TASK DESCRIPTION: How many lines in the data below include the word "axum"? Respond with the number, nothing more.

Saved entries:
________________________________________
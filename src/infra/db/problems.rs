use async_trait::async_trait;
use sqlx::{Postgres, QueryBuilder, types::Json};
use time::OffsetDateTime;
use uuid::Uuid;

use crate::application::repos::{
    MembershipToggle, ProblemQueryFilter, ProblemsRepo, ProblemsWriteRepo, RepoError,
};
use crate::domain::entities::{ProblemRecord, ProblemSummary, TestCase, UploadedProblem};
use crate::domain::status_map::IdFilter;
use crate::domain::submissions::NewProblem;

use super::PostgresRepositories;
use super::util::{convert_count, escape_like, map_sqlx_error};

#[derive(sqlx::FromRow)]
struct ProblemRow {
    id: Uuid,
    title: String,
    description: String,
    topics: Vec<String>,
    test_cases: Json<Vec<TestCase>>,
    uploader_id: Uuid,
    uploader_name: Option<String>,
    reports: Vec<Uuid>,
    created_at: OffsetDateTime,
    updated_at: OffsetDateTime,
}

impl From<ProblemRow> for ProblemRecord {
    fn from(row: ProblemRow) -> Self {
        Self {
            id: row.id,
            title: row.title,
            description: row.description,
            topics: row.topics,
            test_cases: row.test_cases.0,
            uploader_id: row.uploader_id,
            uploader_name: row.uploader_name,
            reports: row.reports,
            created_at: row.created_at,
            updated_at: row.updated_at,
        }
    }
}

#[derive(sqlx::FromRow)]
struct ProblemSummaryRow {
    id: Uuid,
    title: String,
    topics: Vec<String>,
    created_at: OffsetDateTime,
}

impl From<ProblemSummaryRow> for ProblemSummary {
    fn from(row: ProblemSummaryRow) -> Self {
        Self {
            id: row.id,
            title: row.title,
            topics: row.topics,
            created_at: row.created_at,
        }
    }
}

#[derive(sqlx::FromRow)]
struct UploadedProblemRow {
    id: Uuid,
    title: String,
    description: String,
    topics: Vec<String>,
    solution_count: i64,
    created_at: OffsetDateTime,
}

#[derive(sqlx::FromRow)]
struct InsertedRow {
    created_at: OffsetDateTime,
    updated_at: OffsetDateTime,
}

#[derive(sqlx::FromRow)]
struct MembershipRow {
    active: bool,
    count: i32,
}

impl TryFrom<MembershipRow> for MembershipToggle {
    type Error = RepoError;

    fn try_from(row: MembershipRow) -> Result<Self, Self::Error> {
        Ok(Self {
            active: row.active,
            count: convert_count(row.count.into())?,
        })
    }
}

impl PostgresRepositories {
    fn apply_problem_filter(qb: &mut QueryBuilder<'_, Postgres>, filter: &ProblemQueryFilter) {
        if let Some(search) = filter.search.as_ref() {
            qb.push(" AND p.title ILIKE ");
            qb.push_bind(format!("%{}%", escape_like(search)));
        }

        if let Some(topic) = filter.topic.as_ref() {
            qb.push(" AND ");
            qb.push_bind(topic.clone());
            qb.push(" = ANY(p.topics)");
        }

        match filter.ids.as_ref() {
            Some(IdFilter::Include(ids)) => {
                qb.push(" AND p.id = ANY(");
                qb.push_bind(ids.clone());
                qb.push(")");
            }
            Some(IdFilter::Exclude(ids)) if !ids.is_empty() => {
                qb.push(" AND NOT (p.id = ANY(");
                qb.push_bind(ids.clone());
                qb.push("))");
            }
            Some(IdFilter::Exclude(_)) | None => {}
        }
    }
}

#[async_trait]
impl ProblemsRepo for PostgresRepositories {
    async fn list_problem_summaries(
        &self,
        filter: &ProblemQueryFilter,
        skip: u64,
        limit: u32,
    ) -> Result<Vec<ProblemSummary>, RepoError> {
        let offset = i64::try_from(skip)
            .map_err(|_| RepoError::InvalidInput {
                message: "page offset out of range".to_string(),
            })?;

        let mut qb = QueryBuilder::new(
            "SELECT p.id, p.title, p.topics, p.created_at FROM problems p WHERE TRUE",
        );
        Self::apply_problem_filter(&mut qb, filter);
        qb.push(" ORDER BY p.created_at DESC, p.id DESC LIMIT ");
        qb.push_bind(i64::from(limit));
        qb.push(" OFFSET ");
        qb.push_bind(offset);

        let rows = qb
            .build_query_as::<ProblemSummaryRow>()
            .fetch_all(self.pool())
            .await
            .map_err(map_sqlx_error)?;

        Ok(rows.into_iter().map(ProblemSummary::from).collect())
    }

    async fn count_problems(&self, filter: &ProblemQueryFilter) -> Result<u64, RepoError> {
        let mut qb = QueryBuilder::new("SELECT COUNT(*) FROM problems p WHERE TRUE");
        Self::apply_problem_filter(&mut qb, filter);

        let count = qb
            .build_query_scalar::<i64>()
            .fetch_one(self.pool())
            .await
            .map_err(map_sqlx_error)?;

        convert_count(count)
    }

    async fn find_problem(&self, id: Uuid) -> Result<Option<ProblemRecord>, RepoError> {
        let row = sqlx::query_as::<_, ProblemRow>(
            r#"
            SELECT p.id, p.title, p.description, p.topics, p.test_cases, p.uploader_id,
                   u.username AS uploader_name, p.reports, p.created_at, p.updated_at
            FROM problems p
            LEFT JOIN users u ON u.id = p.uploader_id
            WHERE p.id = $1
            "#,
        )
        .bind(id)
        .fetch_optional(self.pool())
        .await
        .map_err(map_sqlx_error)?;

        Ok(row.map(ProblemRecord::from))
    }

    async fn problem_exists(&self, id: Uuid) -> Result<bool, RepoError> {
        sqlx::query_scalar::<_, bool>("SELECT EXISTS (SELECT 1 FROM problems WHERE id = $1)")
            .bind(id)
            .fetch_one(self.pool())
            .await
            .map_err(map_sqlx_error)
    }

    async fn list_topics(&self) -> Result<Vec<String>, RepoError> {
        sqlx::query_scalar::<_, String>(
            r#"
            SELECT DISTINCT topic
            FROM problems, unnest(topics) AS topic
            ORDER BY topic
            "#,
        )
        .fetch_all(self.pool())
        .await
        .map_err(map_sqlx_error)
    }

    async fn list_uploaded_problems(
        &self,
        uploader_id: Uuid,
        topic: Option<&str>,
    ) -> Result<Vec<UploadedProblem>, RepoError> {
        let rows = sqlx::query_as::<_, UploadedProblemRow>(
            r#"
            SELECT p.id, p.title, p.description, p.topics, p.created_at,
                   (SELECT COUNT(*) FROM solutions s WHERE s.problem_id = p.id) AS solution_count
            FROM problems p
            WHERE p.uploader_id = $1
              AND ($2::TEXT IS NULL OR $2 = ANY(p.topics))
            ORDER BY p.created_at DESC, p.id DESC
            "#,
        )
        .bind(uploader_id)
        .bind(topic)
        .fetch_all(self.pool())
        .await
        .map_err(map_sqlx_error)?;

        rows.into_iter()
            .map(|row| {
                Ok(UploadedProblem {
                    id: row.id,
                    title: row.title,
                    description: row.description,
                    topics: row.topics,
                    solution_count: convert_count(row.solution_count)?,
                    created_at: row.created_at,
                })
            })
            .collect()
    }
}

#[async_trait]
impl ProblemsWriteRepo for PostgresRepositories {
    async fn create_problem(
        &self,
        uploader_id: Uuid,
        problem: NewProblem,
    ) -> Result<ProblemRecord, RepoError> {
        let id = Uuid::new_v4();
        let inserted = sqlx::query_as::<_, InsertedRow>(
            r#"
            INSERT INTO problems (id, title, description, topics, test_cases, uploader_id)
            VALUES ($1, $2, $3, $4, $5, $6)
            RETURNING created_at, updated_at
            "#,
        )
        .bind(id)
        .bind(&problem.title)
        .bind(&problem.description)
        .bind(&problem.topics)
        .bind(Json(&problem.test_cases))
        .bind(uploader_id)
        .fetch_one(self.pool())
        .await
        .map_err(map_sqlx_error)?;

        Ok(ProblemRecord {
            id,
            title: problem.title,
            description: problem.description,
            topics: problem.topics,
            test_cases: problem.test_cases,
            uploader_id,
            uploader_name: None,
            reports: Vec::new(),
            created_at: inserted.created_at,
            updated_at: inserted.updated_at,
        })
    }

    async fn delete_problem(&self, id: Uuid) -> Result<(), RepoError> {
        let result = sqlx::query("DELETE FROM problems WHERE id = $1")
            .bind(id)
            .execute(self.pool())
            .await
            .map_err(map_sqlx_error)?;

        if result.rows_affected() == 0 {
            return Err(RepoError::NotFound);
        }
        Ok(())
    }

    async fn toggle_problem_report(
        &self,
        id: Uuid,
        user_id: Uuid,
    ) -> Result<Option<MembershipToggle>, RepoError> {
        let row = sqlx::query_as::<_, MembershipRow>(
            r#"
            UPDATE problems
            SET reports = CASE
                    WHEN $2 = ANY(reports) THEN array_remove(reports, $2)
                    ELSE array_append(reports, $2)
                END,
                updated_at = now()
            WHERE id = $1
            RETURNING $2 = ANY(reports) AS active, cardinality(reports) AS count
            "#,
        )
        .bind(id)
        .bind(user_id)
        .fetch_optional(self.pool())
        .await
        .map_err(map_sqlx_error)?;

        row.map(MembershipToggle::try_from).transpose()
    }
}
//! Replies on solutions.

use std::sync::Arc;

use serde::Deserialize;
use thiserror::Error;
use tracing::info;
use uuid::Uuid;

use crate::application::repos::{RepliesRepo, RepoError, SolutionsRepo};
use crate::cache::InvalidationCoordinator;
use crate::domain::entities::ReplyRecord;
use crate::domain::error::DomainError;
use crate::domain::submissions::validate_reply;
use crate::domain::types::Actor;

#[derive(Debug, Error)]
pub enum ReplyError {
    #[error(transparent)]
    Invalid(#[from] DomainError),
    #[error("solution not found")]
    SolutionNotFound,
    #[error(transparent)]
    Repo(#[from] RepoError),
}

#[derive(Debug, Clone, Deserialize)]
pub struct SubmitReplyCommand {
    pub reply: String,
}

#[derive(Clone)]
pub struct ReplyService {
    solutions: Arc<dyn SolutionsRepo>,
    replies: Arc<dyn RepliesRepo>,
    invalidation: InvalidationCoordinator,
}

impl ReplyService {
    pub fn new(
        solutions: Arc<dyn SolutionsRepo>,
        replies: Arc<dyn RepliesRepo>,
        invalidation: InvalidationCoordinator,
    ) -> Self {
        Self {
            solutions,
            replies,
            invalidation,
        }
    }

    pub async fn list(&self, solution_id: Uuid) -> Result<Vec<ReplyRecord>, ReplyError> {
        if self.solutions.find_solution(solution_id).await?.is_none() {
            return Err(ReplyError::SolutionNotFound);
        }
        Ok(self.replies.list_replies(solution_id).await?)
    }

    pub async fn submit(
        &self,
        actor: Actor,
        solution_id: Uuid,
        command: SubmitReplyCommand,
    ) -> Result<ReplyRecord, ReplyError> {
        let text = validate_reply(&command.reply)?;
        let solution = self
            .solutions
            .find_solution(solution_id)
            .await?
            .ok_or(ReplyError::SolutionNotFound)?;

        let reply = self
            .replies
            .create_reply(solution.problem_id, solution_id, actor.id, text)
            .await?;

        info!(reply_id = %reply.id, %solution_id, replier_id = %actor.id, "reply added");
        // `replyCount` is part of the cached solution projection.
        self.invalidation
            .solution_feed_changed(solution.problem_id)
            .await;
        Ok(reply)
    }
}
________________________________________
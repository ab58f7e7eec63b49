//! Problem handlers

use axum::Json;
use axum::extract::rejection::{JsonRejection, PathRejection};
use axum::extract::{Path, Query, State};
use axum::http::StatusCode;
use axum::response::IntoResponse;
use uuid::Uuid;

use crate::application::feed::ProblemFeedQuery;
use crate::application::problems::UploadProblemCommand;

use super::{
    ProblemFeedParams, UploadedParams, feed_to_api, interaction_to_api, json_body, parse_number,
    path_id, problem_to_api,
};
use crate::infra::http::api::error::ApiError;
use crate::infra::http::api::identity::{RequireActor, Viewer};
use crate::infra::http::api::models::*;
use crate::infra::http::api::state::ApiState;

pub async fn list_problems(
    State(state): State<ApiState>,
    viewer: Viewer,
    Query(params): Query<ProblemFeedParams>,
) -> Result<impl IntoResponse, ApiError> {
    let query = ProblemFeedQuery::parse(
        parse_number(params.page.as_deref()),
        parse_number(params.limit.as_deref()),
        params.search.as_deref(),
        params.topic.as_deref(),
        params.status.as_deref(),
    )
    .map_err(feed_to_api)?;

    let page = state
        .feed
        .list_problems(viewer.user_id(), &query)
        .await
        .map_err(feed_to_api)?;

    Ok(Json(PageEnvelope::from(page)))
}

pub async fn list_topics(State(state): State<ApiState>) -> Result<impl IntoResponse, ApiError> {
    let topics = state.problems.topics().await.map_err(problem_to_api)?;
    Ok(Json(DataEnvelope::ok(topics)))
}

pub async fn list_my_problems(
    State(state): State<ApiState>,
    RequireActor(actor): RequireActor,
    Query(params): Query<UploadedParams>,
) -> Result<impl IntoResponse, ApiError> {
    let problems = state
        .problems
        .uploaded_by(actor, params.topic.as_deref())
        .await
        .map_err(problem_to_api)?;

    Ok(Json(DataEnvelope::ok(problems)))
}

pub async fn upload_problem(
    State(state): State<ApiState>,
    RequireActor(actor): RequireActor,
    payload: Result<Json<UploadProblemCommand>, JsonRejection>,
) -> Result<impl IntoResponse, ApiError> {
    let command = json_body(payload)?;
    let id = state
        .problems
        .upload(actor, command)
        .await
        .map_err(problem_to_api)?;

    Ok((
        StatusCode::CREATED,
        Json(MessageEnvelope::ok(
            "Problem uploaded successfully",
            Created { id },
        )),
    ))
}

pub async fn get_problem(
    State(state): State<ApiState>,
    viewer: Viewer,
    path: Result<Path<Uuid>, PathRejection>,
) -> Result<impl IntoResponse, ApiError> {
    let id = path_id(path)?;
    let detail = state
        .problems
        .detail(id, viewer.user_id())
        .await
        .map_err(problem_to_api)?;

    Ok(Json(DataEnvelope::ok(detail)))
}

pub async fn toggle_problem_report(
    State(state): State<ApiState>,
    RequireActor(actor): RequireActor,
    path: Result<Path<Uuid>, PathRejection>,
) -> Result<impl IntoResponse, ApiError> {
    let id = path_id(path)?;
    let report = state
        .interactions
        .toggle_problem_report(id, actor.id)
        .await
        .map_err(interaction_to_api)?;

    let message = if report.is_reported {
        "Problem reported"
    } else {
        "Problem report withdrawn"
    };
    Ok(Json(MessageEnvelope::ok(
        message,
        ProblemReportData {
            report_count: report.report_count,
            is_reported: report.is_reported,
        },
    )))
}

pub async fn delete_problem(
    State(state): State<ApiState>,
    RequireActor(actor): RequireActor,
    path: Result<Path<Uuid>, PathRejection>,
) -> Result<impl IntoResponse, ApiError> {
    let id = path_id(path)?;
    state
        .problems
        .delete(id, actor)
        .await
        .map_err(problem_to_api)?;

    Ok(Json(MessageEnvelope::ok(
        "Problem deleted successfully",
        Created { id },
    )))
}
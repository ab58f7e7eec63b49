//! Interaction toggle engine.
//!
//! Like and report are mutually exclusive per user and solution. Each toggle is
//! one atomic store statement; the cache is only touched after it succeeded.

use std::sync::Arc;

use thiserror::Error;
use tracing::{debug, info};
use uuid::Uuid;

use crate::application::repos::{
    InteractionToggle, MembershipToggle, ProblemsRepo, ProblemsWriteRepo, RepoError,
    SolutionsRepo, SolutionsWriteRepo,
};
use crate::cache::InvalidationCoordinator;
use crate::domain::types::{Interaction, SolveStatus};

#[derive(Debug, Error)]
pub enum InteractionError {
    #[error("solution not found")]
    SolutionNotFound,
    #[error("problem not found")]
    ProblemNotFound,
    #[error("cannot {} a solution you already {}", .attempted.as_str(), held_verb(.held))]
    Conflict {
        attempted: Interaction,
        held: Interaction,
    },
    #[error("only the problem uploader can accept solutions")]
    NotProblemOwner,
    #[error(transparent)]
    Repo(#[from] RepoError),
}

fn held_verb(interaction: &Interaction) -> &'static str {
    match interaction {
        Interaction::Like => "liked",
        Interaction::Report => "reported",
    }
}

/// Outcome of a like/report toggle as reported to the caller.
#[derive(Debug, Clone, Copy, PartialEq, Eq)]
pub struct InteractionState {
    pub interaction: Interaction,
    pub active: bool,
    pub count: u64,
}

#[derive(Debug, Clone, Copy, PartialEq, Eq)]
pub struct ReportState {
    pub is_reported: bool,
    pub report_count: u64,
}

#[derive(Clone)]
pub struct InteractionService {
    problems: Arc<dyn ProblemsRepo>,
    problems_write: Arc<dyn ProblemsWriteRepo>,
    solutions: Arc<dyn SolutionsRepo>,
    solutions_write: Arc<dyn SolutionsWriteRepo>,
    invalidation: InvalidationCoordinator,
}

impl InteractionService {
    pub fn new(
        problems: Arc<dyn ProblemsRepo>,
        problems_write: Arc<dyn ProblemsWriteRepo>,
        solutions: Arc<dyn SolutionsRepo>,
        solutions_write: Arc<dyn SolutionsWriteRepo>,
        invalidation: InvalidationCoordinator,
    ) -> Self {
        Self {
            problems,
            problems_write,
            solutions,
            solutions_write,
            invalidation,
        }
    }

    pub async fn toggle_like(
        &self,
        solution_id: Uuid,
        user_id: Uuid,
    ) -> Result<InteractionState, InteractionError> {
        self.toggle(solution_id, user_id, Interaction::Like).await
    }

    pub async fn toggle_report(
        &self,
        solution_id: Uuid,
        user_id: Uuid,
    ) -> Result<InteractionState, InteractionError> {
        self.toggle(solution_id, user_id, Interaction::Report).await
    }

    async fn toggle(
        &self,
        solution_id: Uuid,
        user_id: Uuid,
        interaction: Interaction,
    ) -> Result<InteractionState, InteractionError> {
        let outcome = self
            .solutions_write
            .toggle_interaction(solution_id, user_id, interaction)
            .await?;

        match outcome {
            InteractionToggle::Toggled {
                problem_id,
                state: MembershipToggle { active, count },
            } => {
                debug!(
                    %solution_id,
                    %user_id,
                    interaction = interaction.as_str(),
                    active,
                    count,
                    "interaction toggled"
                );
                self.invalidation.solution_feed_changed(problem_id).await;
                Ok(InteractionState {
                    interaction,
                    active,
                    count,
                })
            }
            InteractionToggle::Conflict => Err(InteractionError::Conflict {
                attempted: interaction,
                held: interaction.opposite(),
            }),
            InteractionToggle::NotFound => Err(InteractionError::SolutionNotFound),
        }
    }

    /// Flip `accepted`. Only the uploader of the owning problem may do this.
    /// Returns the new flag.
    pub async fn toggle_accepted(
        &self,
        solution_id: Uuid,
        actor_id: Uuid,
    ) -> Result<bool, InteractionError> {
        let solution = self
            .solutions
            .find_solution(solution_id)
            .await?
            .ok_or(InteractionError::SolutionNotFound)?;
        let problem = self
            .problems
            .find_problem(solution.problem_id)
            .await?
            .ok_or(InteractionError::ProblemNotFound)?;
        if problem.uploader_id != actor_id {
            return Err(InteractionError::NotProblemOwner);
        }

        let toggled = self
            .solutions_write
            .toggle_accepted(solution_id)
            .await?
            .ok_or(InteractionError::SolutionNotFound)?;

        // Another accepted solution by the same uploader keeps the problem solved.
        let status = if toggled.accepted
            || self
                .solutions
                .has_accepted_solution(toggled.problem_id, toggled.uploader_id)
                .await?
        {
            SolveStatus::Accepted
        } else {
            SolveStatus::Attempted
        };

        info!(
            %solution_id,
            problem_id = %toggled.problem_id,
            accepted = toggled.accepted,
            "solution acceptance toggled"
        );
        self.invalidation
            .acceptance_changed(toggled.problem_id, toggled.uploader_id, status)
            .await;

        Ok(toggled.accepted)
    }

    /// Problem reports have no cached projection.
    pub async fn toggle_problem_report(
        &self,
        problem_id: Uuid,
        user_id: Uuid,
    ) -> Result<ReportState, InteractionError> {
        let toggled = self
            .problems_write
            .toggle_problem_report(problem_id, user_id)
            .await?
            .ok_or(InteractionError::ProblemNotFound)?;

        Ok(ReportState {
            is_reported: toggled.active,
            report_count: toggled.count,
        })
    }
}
________________________________________
EXERCISE OUTPUT: 5